* PROBLEM REQUIREMENTS *
Once you find the line containing "pub fn is_expired(&self, policy: &QueuePolicy, now_ms: i64)" in the data below, copy it and each following line exactly, up to and including the line containing "pub fn policy(&self)", and nothing else.
##### MATERIALS PROVIDED #####
//! Pending Operation Slots
//!
//! A single-slot holder for one suspended caller per operation kind. The
//! native delegate parks on the receiver half of a one-shot channel while the
//! host fulfils the request; answering completes the channel exactly once.
//!
//! Invariants:
//! - At most one pending operation per kind. Starting a new one resolves the
//!   stale one first; nothing is discarded unresolved.
//! - The slot is cleared before the suspended caller is resumed, so a
//!   re-entrant or duplicate resume takes the absent-slot no-op branch.
//! - Host-driven cancellation of the suspended caller clears the slot as a
//!   side effect (via [`SlotGuard`]) without clobbering a successor
//!   operation.

use std::sync::Mutex;
use tokio::sync::oneshot;

struct SlotEntry<T> {
    tx: oneshot::Sender<T>,
    generation: u64,
}

struct SlotState<T> {
    entry: Option<SlotEntry<T>>,
    next_generation: u64,
}

pub struct PendingSlot<T> {
    state: Mutex<SlotState<T>>,
}

impl<T: Send> PendingSlot<T> {
    pub fn new() -> Self {
        Self {
            state: Mutex::new(SlotState {
                entry: None,
                next_generation: 0,
            }),
        }
    }

    /// Install a new pending operation.
    ///
    /// An existing operation is resolved with `preempt_with` before the new
    /// sender is installed, so two live operations of the same kind never
    /// coexist. Returns the receiver the caller suspends on and the
    /// generation identifying this operation.
    pub fn begin(&self, preempt_with: T) -> (oneshot::Receiver<T>, u64) {
        let mut state = self.lock_state();
        if let Some(stale) = state.entry.take() {
            // Receiver may already be gone; the stale caller was cancelled.
            let _ = stale.tx.send(preempt_with);
        }

        state.next_generation += 1;
        let generation = state.next_generation;
        let (tx, rx) = oneshot::channel();
        state.entry = Some(SlotEntry { tx, generation });
        (rx, generation)
    }

    /// Answer the pending operation, if any.
    ///
    /// The slot is cleared before the caller is resumed. Returns `false`
    /// when no operation was pending (late or duplicate resume).
    pub fn complete(&self, value: T) -> bool {
        let entry = {
            let mut state = self.lock_state();
            state.entry.take()
        };
        match entry {
            Some(entry) => {
                let _ = entry.tx.send(value);
                true
            }
            None => false,
        }
    }

    /// Clear the slot if it still holds the operation identified by
    /// `generation`. Used for cancellation cleanup; a successor operation's
    /// entry is left untouched.
    pub fn clear_if_current(&self, generation: u64) {
        let mut state = self.lock_state();
        if state
            .entry
            .as_ref()
            .is_some_and(|entry| entry.generation == generation)
        {
            state.entry = None;
        }
    }

    pub fn is_pending(&self) -> bool {
        self.lock_state().entry.is_some()
    }

    /// Cleanup guard for the operation identified by `generation`.
    pub fn guard(&self, generation: u64) -> SlotGuard<'_, T> {
        SlotGuard {
            slot: self,
            generation,
        }
    }

    fn lock_state(&self) -> std::sync::MutexGuard<'_, SlotState<T>> {
        self.state.lock().unwrap_or_else(|poisoned| poisoned.into_inner())
    }
}

impl<T: Send> Default for PendingSlot<T> {
    fn default() -> Self {
        Self::new()
    }
}

/// Clears the owning slot on drop unless a newer operation replaced it.
///
/// Held across the suspension point so that host-runtime cancellation of the
/// suspended caller cleans the slot up symmetrically with a normal resume.
pub struct SlotGuard<'a, T: Send> {
    slot: &'a PendingSlot<T>,
    generation: u64,
}

impl<T: Send> Drop for SlotGuard<'_, T> {
    fn drop(&mut self) {
        self.slot.clear_if_current(self.generation);
    }
}
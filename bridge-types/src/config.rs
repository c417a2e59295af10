//! Bridge Configuration Records
//!
//! Configuration crosses the boundary as a JSON object (booleans in marker
//! form, see [`crate::marker`]). Decode markers first, then deserialize into
//! these records.

use serde::Deserialize;
use serde_json::Value;
use std::collections::HashMap;

/// Default time (seconds) to show a loading state before falling back.
pub const DEFAULT_LOADING_BUDGET_SECS: f64 = 2.0;

/// Target backend environment.
#[derive(Debug, Clone, Copy, PartialEq, Eq, Default)]
pub enum Environment {
    #[default]
    Production,
    Sandbox,
}

// Unrecognized environment strings fall back to production rather than
// failing the whole configuration.
impl<'de> Deserialize<'de> for Environment {
    fn deserialize<D>(deserializer: D) -> std::result::Result<Self, D::Error>
    where
        D: serde::Deserializer<'de>,
    {
        let raw = String::deserialize(deserializer)?;
        Ok(match raw.to_lowercase().as_str() {
            "sandbox" => Self::Sandbox,
            _ => Self::Production,
        })
    }
}

/// Forced light/dark appearance for paywall rendering.
#[derive(Debug, Clone, Copy, PartialEq, Eq, Default)]
pub enum LightDarkMode {
    Light,
    Dark,
    #[default]
    System,
}

impl LightDarkMode {
    /// Parse a case-insensitive mode tag; `None` for anything unrecognized
    /// so the caller can decide how loudly to fall back.
    pub fn from_tag(tag: &str) -> Option<Self> {
        match tag.to_lowercase().as_str() {
            "light" => Some(Self::Light),
            "dark" => Some(Self::Dark),
            "system" => Some(Self::System),
            _ => None,
        }
    }
}

/// Loading behavior for a single trigger; `None` fields inherit the global
/// setting.
#[derive(Debug, Clone, PartialEq, Default, Deserialize)]
#[serde(rename_all = "camelCase", default)]
pub struct TriggerLoadingConfig {
    pub use_loading_state: Option<bool>,
    pub loading_budget: Option<f64>,
}

/// Loading behavior while paywall assets are mid-download.
#[derive(Debug, Clone, PartialEq, Default, Deserialize)]
#[serde(rename_all = "camelCase", default)]
pub struct PaywallLoadingConfig {
    pub use_loading_state: Option<bool>,
    /// Seconds to show the loading state before displaying fallback.
    pub loading_budget: Option<f64>,
    pub per_trigger_loading_config: Option<HashMap<String, TriggerLoadingConfig>>,
}

impl PaywallLoadingConfig {
    pub fn use_loading_state(&self) -> bool {
        self.use_loading_state.unwrap_or(true)
    }

    pub fn loading_budget(&self) -> f64 {
        self.loading_budget.unwrap_or(DEFAULT_LOADING_BUDGET_SECS)
    }
}

/// Fallback paywall content supplied at initialization. The two sources are
/// mutually exclusive; a file reference wins when both are present.
#[derive(Debug, Clone, PartialEq)]
pub enum FallbackSource {
    /// Path or URL string naming a bundled JSON file.
    File(String),
    /// Inline JSON payload.
    Inline(String),
}

/// Top-level bridge configuration.
#[derive(Debug, Clone, Default, Deserialize)]
#[serde(rename_all = "camelCase", default)]
pub struct PaywallConfig {
    pub api_key: String,
    pub custom_user_id: Option<String>,
    #[serde(rename = "customAPIEndpoint")]
    pub custom_api_endpoint: Option<String>,
    pub custom_user_traits: Option<Value>,
    pub revenue_cat_app_user_id: Option<String>,
    /// Select the store-backed default delegate instead of bridging
    /// purchases back to the host.
    pub use_default_delegate: bool,
    pub environment: Environment,
    pub fallback_bundle_url_string: Option<String>,
    pub fallback_bundle_string: Option<String>,
    pub paywall_loading_config: Option<PaywallLoadingConfig>,
}

impl PaywallConfig {
    /// The fallback content source, if any was configured.
    pub fn fallback_source(&self) -> Option<FallbackSource> {
        if let Some(url) = &self.fallback_bundle_url_string {
            Some(FallbackSource::File(url.clone()))
        } else {
            self.fallback_bundle_string
                .as_ref()
                .map(|inline| FallbackSource::Inline(inline.clone()))
        }
    }
}
//! Fallback Bundle Staging
//!
//! Fallback paywall content arrives at initialization either as a reference
//! to an already-bundled file or as an inline JSON string. Either way it is
//! written once to a fixed location on disk, where the paywall engine (not
//! this bridge) reads it when live content is unavailable.

use std::path::{Path, PathBuf};

use tracing::debug;

use bridge_types::error::{BridgeError, Result};
use bridge_types::FallbackSource;

const FALLBACK_FILE_NAME: &str = "helium-fallback.json";

/// Stage the fallback bundle into `data_dir` and return the staged path.
pub async fn stage_fallback_bundle(data_dir: &Path, source: &FallbackSource) -> Result<PathBuf> {
    tokio::fs::create_dir_all(data_dir)
        .await
        .map_err(BridgeError::Io)?;

    let destination = data_dir.join(FALLBACK_FILE_NAME);
    match source {
        FallbackSource::File(reference) => {
            let source_path = strip_file_scheme(reference);
            tokio::fs::copy(&source_path, &destination)
                .await
                .map_err(BridgeError::Io)?;
            debug!(from = %source_path.display(), to = %destination.display(), "Staged fallback bundle from file");
        }
        FallbackSource::Inline(json) => {
            tokio::fs::write(&destination, json.as_bytes())
                .await
                .map_err(BridgeError::Io)?;
            debug!(to = %destination.display(), bytes = json.len(), "Staged inline fallback bundle");
        }
    }

    Ok(destination)
}

/// Host runtimes hand file references over as `file://` URL strings.
fn strip_file_scheme(reference: &str) -> PathBuf {
    PathBuf::from(reference.strip_prefix("file://").unwrap_or(reference))
}
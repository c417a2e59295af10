//! Purchase Delegate Adapters
//!
//! Two implementations of the engine's purchase delegate, selected once at
//! initialization:
//!
//! - [`BridgedDelegate`] forwards purchase/restore requests to the host and
//!   suspends until the host answers through the resume entry points.
//! - [`DefaultDelegate`] fulfils them natively through a [`StoreClient`].
//!
//! Both share the [`EventForwarder`] capability for relaying paywall events
//! and log lines outward.

use async_trait::async_trait;
use serde_json::{Map, Value};
use std::sync::{Arc, Mutex};
use tracing::{debug, warn};

use bridge_types::{
    event::{DELEGATE_ACTION_EVENT, LOG_EVENT, PAYWALL_EVENT},
    DelegateAction, EventSink, LogEntry, ProductIdentity, PurchaseDelegate, StoreClient,
    TransactionStatus,
};

use crate::pending::PendingSlot;
use crate::registry::ModuleRegistry;

/// Wire-format aliases kept for older host consumers.
const COMPAT_ALIASES: [(&str, &str); 4] = [
    ("paywallName", "paywallTemplateName"),
    ("error", "errorDescription"),
    ("productId", "productKey"),
    ("buttonName", "ctaName"),
];

/// Outbound event forwarding shared by both delegate variants.
///
/// Carries the "home" sink, the module instance that initialized the SDK,
/// as the backup delivery target when the currently registered module
/// rejects an event.
pub struct EventForwarder {
    registry: Arc<ModuleRegistry>,
    home: Mutex<Option<Arc<dyn EventSink>>>,
}

impl EventForwarder {
    pub fn new(registry: Arc<ModuleRegistry>) -> Self {
        Self {
            registry,
            home: Mutex::new(None),
        }
    }

    /// Record the module instance that initiated the current SDK session.
    pub fn set_home(&self, sink: Arc<dyn EventSink>) {
        *self.lock_home() = Some(sink);
    }

    pub fn registry(&self) -> &Arc<ModuleRegistry> {
        &self.registry
    }

    /// Relay a paywall lifecycle event, adding backwards-compatibility field
    /// aliases. The canonical field always wins: a stale alias carried by the
    /// event itself is overwritten.
    pub fn forward_paywall_event(&self, mut event: Map<String, Value>) {
        for (field, alias) in COMPAT_ALIASES {
            if let Some(value) = event.get(field).cloned() {
                event.insert(alias.to_string(), value);
            }
        }
        self.send(PAYWALL_EVENT, Value::Object(event));
    }

    /// Relay a structured log line. Log traffic is high volume and exempt
    /// from queueing.
    pub fn forward_log(&self, entry: LogEntry) {
        self.registry.send_or_drop(LOG_EVENT, entry.to_payload());
    }

    fn send(&self, name: &str, payload: Value) {
        let home = self.lock_home().clone();
        self.registry.safe_send(name, payload, home.as_ref());
    }

    fn lock_home(&self) -> std::sync::MutexGuard<'_, Option<Arc<dyn EventSink>>> {
        self.home.lock().unwrap_or_else(|poisoned| poisoned.into_inner())
    }
}

/// Delegate that asks the host to execute purchases and restores.
///
/// The pending-operation slots live here, independent of any single module
/// instance, so in-flight requests survive module recreation.
pub struct BridgedDelegate {
    forwarder: Arc<EventForwarder>,
    purchase: PendingSlot<TransactionStatus>,
    restore: PendingSlot<bool>,
}

impl BridgedDelegate {
    pub fn new(forwarder: Arc<EventForwarder>) -> Self {
        Self {
            forwarder,
            purchase: PendingSlot::new(),
            restore: PendingSlot::new(),
        }
    }

    pub fn forwarder(&self) -> &Arc<EventForwarder> {
        &self.forwarder
    }

    /// Host entry point answering a pending purchase.
    ///
    /// Unrecognized tags map to `Failed` with a distinguishable reason; an
    /// answer for an operation that no longer exists (pre-empted or
    /// cancelled) is a logged no-op.
    pub fn resume_purchase(&self, status_tag: &str, error_msg: Option<&str>) {
        let status = TransactionStatus::from_tag(status_tag, error_msg);
        if !self.purchase.complete(status) {
            warn!(tag = status_tag, "Purchase result arrived with no purchase in flight");
        }
    }

    /// Host entry point answering a pending restore.
    pub fn resume_restore(&self, success: bool) {
        if !self.restore.complete(success) {
            warn!(success, "Restore result arrived with no restore in flight");
        }
    }

    pub fn purchase_pending(&self) -> bool {
        self.purchase.is_pending()
    }

    pub fn restore_pending(&self) -> bool {
        self.restore.is_pending()
    }
}

#[async_trait]
impl PurchaseDelegate for BridgedDelegate {
    async fn make_purchase(&self, product: ProductIdentity) -> TransactionStatus {
        // Pre-empt any stale purchase before installing this one.
        let (rx, generation) = self.purchase.begin(TransactionStatus::Cancelled);
        let _cleanup = self.purchase.guard(generation);

        debug!(product_id = %product.product_id, "Requesting purchase from host");
        self.forwarder.send(
            DELEGATE_ACTION_EVENT,
            DelegateAction::Purchase(product).to_payload(),
        );

        match rx.await {
            Ok(status) => status,
            // Sender dropped without an answer: the operation was torn down
            // underneath us.
            Err(_) => TransactionStatus::Failed("purchase request abandoned before a result arrived".into()),
        }
    }

    async fn restore_purchases(&self) -> bool {
        let (rx, generation) = self.restore.begin(false);
        let _cleanup = self.restore.guard(generation);

        debug!("Requesting restore from host");
        self.forwarder
            .send(DELEGATE_ACTION_EVENT, DelegateAction::Restore.to_payload());

        rx.await.unwrap_or(false)
    }

    fn on_paywall_event(&self, event: Map<String, Value>) {
        self.forwarder.forward_paywall_event(event);
    }
}

/// Delegate that fulfils purchases through the platform store client while
/// still forwarding paywall events to the host.
pub struct DefaultDelegate {
    forwarder: Arc<EventForwarder>,
    store: Arc<dyn StoreClient>,
}

impl DefaultDelegate {
    pub fn new(forwarder: Arc<EventForwarder>, store: Arc<dyn StoreClient>) -> Self {
        Self { forwarder, store }
    }
}

#[async_trait]
impl PurchaseDelegate for DefaultDelegate {
    async fn make_purchase(&self, product: ProductIdentity) -> TransactionStatus {
        match self.store.purchase(product).await {
            Ok(status) => status,
            Err(err) => {
                warn!(error = %err, "Store purchase failed");
                TransactionStatus::Failed(err.to_string())
            }
        }
    }

    async fn restore_purchases(&self) -> bool {
        match self.store.restore().await {
            Ok(restored) => restored,
            Err(err) => {
                warn!(error = %err, "Store restore failed");
                false
            }
        }
    }

    fn on_paywall_event(&self, event: Map<String, Value>) {
        self.forwarder.forward_paywall_event(event);
    }
}

#[cfg(test)]
mod tests {
    use super::*;
    use bridge_types::error::Result;
    use bridge_types::{BridgeError, LogLevel};
    use crate::queue::QueuePolicy;
    use serde_json::json;

    #[derive(Default)]
    struct RecordingSink {
        delivered: Mutex<Vec<(String, Value)>>,
    }

    impl RecordingSink {
        fn delivered(&self) -> Vec<(String, Value)> {
            self.delivered.lock().unwrap().clone()
        }
    }

    impl EventSink for RecordingSink {
        fn send_event(&self, name: &str, payload: Value) -> Result<()> {
            self.delivered.lock().unwrap().push((name.to_string(), payload));
            Ok(())
        }
    }

    fn forwarder_with_module() -> (Arc<EventForwarder>, Arc<RecordingSink>) {
        let registry = Arc::new(ModuleRegistry::new(QueuePolicy::default()));
        let module = Arc::new(RecordingSink::default());
        registry.register(module.clone());
        (Arc::new(EventForwarder::new(registry)), module)
    }

    #[test]
    fn test_paywall_event_gets_compat_aliases() {
        let (forwarder, module) = forwarder_with_module();

        let mut event = Map::new();
        event.insert("type".into(), json!("paywallOpen"));
        event.insert("paywallName".into(), json!("spring_sale"));
        event.insert("productId".into(), json!("prod_a"));
        forwarder.forward_paywall_event(event);

        let delivered = module.delivered();
        assert_eq!(delivered.len(), 1);
        assert_eq!(delivered[0].0, PAYWALL_EVENT);
        let payload = &delivered[0].1;
        assert_eq!(payload["paywallTemplateName"], "spring_sale");
        assert_eq!(payload["productKey"], "prod_a");
    }

    #[test]
    fn test_stale_alias_is_overwritten_by_canonical_field() {
        let (forwarder, module) = forwarder_with_module();

        let mut event = Map::new();
        event.insert("error".into(), json!("new"));
        event.insert("errorDescription".into(), json!("stale"));
        event.insert("paywallName".into(), json!("spring_sale"));
        event.insert("paywallTemplateName".into(), json!("stale-template"));
        forwarder.forward_paywall_event(event);

        let payload = &module.delivered()[0].1;
        assert_eq!(payload["errorDescription"], "new");
        assert_eq!(payload["paywallTemplateName"], "spring_sale");
    }

    #[test]
    fn test_log_lines_are_queue_exempt() {
        let registry = Arc::new(ModuleRegistry::new(QueuePolicy::default()));
        let forwarder = EventForwarder::new(registry.clone());

        // No module registered; a log line must be dropped, not buffered.
        forwarder.forward_log(LogEntry::new(LogLevel::Info, "paywall", "opened"));
        assert_eq!(registry.queued_len(), 0);
    }

    #[tokio::test]
    async fn test_resume_purchase_without_pending_is_noop() {
        let (forwarder, _module) = forwarder_with_module();
        let delegate = BridgedDelegate::new(forwarder);

        delegate.resume_purchase("purchased", None);
        assert!(!delegate.purchase_pending());
    }

    #[tokio::test]
    async fn test_make_purchase_resolved_by_resume() {
        let (forwarder, module) = forwarder_with_module();
        let delegate = Arc::new(BridgedDelegate::new(forwarder));

        let task = tokio::spawn({
            let delegate = delegate.clone();
            async move { delegate.make_purchase(ProductIdentity::new("prod_a")).await }
        });

        // Wait for the outbound request to be emitted.
        while module.delivered().is_empty() {
            tokio::task::yield_now().await;
        }
        let (name, payload) = module.delivered().remove(0);
        assert_eq!(name, DELEGATE_ACTION_EVENT);
        assert_eq!(payload["type"], "purchase");
        assert_eq!(payload["productId"], "prod_a");

        delegate.resume_purchase("purchased", None);
        assert_eq!(task.await.unwrap(), TransactionStatus::Purchased);
        assert!(!delegate.purchase_pending());
    }

    #[tokio::test]
    async fn test_default_delegate_maps_store_errors_to_failed() {
        struct BrokenStore;

        #[async_trait]
        impl StoreClient for BrokenStore {
            async fn purchase(&self, _product: ProductIdentity) -> Result<TransactionStatus> {
                Err(BridgeError::OperationFailed("billing unavailable".into()))
            }

            async fn restore(&self) -> Result<bool> {
                Err(BridgeError::OperationFailed("billing unavailable".into()))
            }
        }

        let (forwarder, _module) = forwarder_with_module();
        let delegate = DefaultDelegate::new(forwarder, Arc::new(BrokenStore));

        match delegate.make_purchase(ProductIdentity::new("prod_a")).await {
            TransactionStatus::Failed(reason) => assert!(reason.contains("billing unavailable")),
            other => panic!("expected Failed, got {other:?}"),
        }
        assert!(!delegate.restore_purchases().await);
    }
}
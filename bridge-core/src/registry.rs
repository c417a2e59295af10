//! Module Registration and Safe Event Delivery
//!
//! The host runtime can tear down and recreate its bridge module instance at
//! arbitrary times (hot reload, backgrounding). The registry tracks the
//! instance currently considered live, delivers outbound events to it on a
//! best-effort basis, and buffers events that could not be delivered so that
//! purchase/restore requests are not silently dropped while no module is
//! live.

use serde_json::Value;
use std::sync::{Arc, Mutex};
use tracing::{debug, trace, warn};

use bridge_types::{Clock, EventSink, SystemClock};

use crate::queue::{EventQueue, QueuePolicy};

struct RegistryState {
    current: Option<Arc<dyn EventSink>>,
    queue: EventQueue,
}

/// Process-wide shared delivery state, explicitly constructed and injected
/// into whichever component wires the bridge together.
pub struct ModuleRegistry {
    state: Mutex<RegistryState>,
    clock: Arc<dyn Clock>,
}

impl ModuleRegistry {
    pub fn new(policy: QueuePolicy) -> Self {
        Self::with_clock(policy, Arc::new(SystemClock))
    }

    pub fn with_clock(policy: QueuePolicy, clock: Arc<dyn Clock>) -> Self {
        Self {
            state: Mutex::new(RegistryState {
                current: None,
                queue: EventQueue::new(policy),
            }),
            clock,
        }
    }

    /// Mark a module instance as the live delivery target. Last write wins;
    /// called on every lifecycle hook and every public entry point.
    pub fn register(&self, sink: Arc<dyn EventSink>) {
        let mut state = self.lock_state();
        state.current = Some(sink);
    }

    /// Whether any module is currently registered.
    pub fn has_module(&self) -> bool {
        self.lock_state().current.is_some()
    }

    /// Number of events currently buffered.
    pub fn queued_len(&self) -> usize {
        self.lock_state().queue.len()
    }

    /// Best-effort delivery: try the current module, then `backup` if it is
    /// a different instance, then buffer the event. Never errors.
    ///
    /// Purchase/restore requests must eventually reach the host or the
    /// suspended native caller hangs; buffering is the mitigation when no
    /// delivery target works.
    pub fn safe_send(&self, name: &str, payload: Value, backup: Option<&Arc<dyn EventSink>>) {
        let current = self.lock_state().current.clone();

        // Delivery happens outside the state lock: a synchronous sink may
        // re-enter the registry through a bridge entry point.
        if let Some(sink) = &current {
            match sink.send_event(name, payload.clone()) {
                Ok(()) => return,
                Err(err) => {
                    debug!(event = name, error = %err, "Delivery to current module failed");
                }
            }
        }

        if let Some(backup_sink) = backup {
            let differs = current
                .as_ref()
                .map_or(true, |sink| !Arc::ptr_eq(sink, backup_sink));
            if differs {
                match backup_sink.send_event(name, payload.clone()) {
                    Ok(()) => return,
                    Err(err) => {
                        debug!(event = name, error = %err, "Delivery to backup module failed");
                    }
                }
            }
        }

        let now_ms = self.clock.unix_timestamp_millis();
        let mut state = self.lock_state();
        state.queue.push(name, payload, now_ms);
        debug!(event = name, queued = state.queue.len(), "Buffered event for later delivery");
    }

    /// Delivery path for high-volume event classes (log lines): try the
    /// current module and drop on failure, never buffering, so telemetry
    /// cannot evict queued purchase/restore requests.
    pub fn send_or_drop(&self, name: &str, payload: Value) {
        let current = self.lock_state().current.clone();
        match current {
            Some(sink) => {
                if let Err(err) = sink.send_event(name, payload) {
                    trace!(event = name, error = %err, "Dropped undeliverable event");
                }
            }
            None => trace!(event = name, "Dropped event; no live module"),
        }
    }

    /// Drain buffered events to a newly available module in FIFO order.
    ///
    /// Expired entries are dropped. Entries whose delivery fails are dropped
    /// rather than re-queued; a flush is already the last-resort attempt and
    /// re-queueing against a permanently broken target would defeat the
    /// queue's bounded-memory purpose.
    pub fn flush(&self, sink: &Arc<dyn EventSink>) {
        let (drained, policy) = {
            let mut state = self.lock_state();
            let policy = *state.queue.policy();
            (state.queue.drain(), policy)
        };
        if drained.is_empty() {
            return;
        }

        let now_ms = self.clock.unix_timestamp_millis();
        for entry in drained {
            if entry.is_expired(&policy, now_ms) {
                warn!(event = %entry.name, "Dropping expired queued event");
                continue;
            }
            if let Err(err) = sink.send_event(&entry.name, entry.payload) {
                warn!(event = %entry.name, error = %err, "Dropping queued event after failed flush delivery");
            }
        }
    }

    fn lock_state(&self) -> std::sync::MutexGuard<'_, RegistryState> {
        // A poisoned registry lock only ever means a panic mid-mutation of
        // plain data; continuing with that data is safe.
        self.state.lock().unwrap_or_else(|poisoned| poisoned.into_inner())
    }
}
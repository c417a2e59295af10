//! Boolean Marker Codec
//!
//! Some host boundaries coerce booleans into numbers indistinguishable from
//! legitimate integers. Boolean-valued configuration fields are therefore
//! encoded as fixed sentinel strings before crossing the boundary and decoded
//! back by a recursive walk over maps and sequences. Booleans nested
//! arbitrarily deep must arrive intact; all other values pass through
//! unchanged.

use serde_json::Value;

const TRUE_MARKER: &str = "__helium_rn_bool_true__";
const FALSE_MARKER: &str = "__helium_rn_bool_false__";

/// Replace every boolean in `value` with its sentinel string, recursively.
pub fn encode_booleans(value: Value) -> Value {
    match value {
        Value::Bool(true) => Value::String(TRUE_MARKER.to_string()),
        Value::Bool(false) => Value::String(FALSE_MARKER.to_string()),
        Value::Array(items) => Value::Array(items.into_iter().map(encode_booleans).collect()),
        Value::Object(map) => Value::Object(
            map.into_iter()
                .map(|(key, inner)| (key, encode_booleans(inner)))
                .collect(),
        ),
        other => other,
    }
}

/// Replace every sentinel string in `value` with the boolean it stands for,
/// recursively.
pub fn decode_markers(value: Value) -> Value {
    match value {
        Value::String(text) if text == TRUE_MARKER => Value::Bool(true),
        Value::String(text) if text == FALSE_MARKER => Value::Bool(false),
        Value::Array(items) => Value::Array(items.into_iter().map(decode_markers).collect()),
        Value::Object(map) => Value::Object(
            map.into_iter()
                .map(|(key, inner)| (key, decode_markers(inner)))
                .collect(),
        ),
        other => other,
    }
}

#[cfg(test)]
mod tests {
    use super::*;
    use serde_json::json;

    #[test]
    fn test_round_trip_is_deep_equal() {
        let original = json!({
            "useLoadingState": true,
            "loadingBudget": 2.0,
            "label": "checkout",
            "perTriggerLoadingConfig": {
                "onboarding": { "useLoadingState": false, "loadingBudget": 7 },
            },
            "flags": [true, false, "neither", 3, null],
        });

        let encoded = encode_booleans(original.clone());
        assert_eq!(encoded["useLoadingState"], TRUE_MARKER);
        assert_eq!(
            encoded["perTriggerLoadingConfig"]["onboarding"]["useLoadingState"],
            FALSE_MARKER
        );

        assert_eq!(decode_markers(encoded), original);
    }

    #[test]
    fn test_non_marker_strings_pass_through() {
        let value = json!({"name": "__other_marker__", "n": 1});
        assert_eq!(decode_markers(value.clone()), value);
    }
}
//! Bounded Event Buffer
//!
//! Holds outbound events while no live module is registered. Bounded by
//! capacity with FIFO eviction, and entries past the expiration age are
//! dropped at flush time rather than delivered late.

use serde_json::Value;
use std::collections::VecDeque;
use std::time::Duration;
use tracing::warn;

/// Capacity and expiration policy for the event queue.
#[derive(Debug, Clone, Copy)]
pub struct QueuePolicy {
    /// Maximum number of buffered events; insertion at capacity evicts the
    /// oldest entry.
    pub capacity: usize,
    /// Entries older than this at flush time are dropped undelivered.
    pub max_age: Duration,
}

impl Default for QueuePolicy {
    fn default() -> Self {
        Self {
            capacity: 10,
            max_age: Duration::from_secs(10),
        }
    }
}

/// A buffered outbound event.
#[derive(Debug, Clone)]
pub(crate) struct QueuedEvent {
    pub name: String,
    pub payload: Value,
    pub enqueued_at_ms: i64,
}

impl QueuedEvent {
    pub fn is_expired(&self, policy: &QueuePolicy, now_ms: i64) -> bool {
        now_ms.saturating_sub(self.enqueued_at_ms) > policy.max_age.as_millis() as i64
    }
}

#[derive(Debug)]
pub(crate) struct EventQueue {
    entries: VecDeque<QueuedEvent>,
    policy: QueuePolicy,
}

impl EventQueue {
    pub fn new(policy: QueuePolicy) -> Self {
        Self {
            entries: VecDeque::with_capacity(policy.capacity),
            policy,
        }
    }

    pub fn policy(&self) -> &QueuePolicy {
        &self.policy
    }

    /// Insert an event, evicting the oldest entry at capacity. Never fails.
    pub fn push(&mut self, name: &str, payload: Value, now_ms: i64) {
        if self.entries.len() >= self.policy.capacity {
            if let Some(evicted) = self.entries.pop_front() {
                warn!(event = %evicted.name, "Event queue full; evicting oldest entry");
            }
        }
        self.entries.push_back(QueuedEvent {
            name: name.to_string(),
            payload,
            enqueued_at_ms: now_ms,
        });
    }

    /// Remove and return all buffered events in FIFO order.
    pub fn drain(&mut self) -> VecDeque<QueuedEvent> {
        std::mem::take(&mut self.entries)
    }

    pub fn len(&self) -> usize {
        self.entries.len()
    }

    pub fn is_empty(&self) -> bool {
        self.entries.is_empty()
    }
}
#####
* ANSWER SPACE *
    pub fn is_expired(&self, policy: &QueuePolicy, now_ms: i64) -> bool {
        now_ms.saturating_sub(self.enqueued_at_ms) > policy.max_age.as_millis() as i64
    }
}

#[derive(Debug)]
pub(crate) struct EventQueue {
    entries: VecDeque<QueuedEvent>,
    policy: QueuePolicy,
}

impl EventQueue {
    pub fn new(policy: QueuePolicy) -> Self {
        Self {
            entries: VecDeque::with_capacity(policy.capacity),
            policy,
        }
    }

    pub fn policy(&self) -> &QueuePolicy {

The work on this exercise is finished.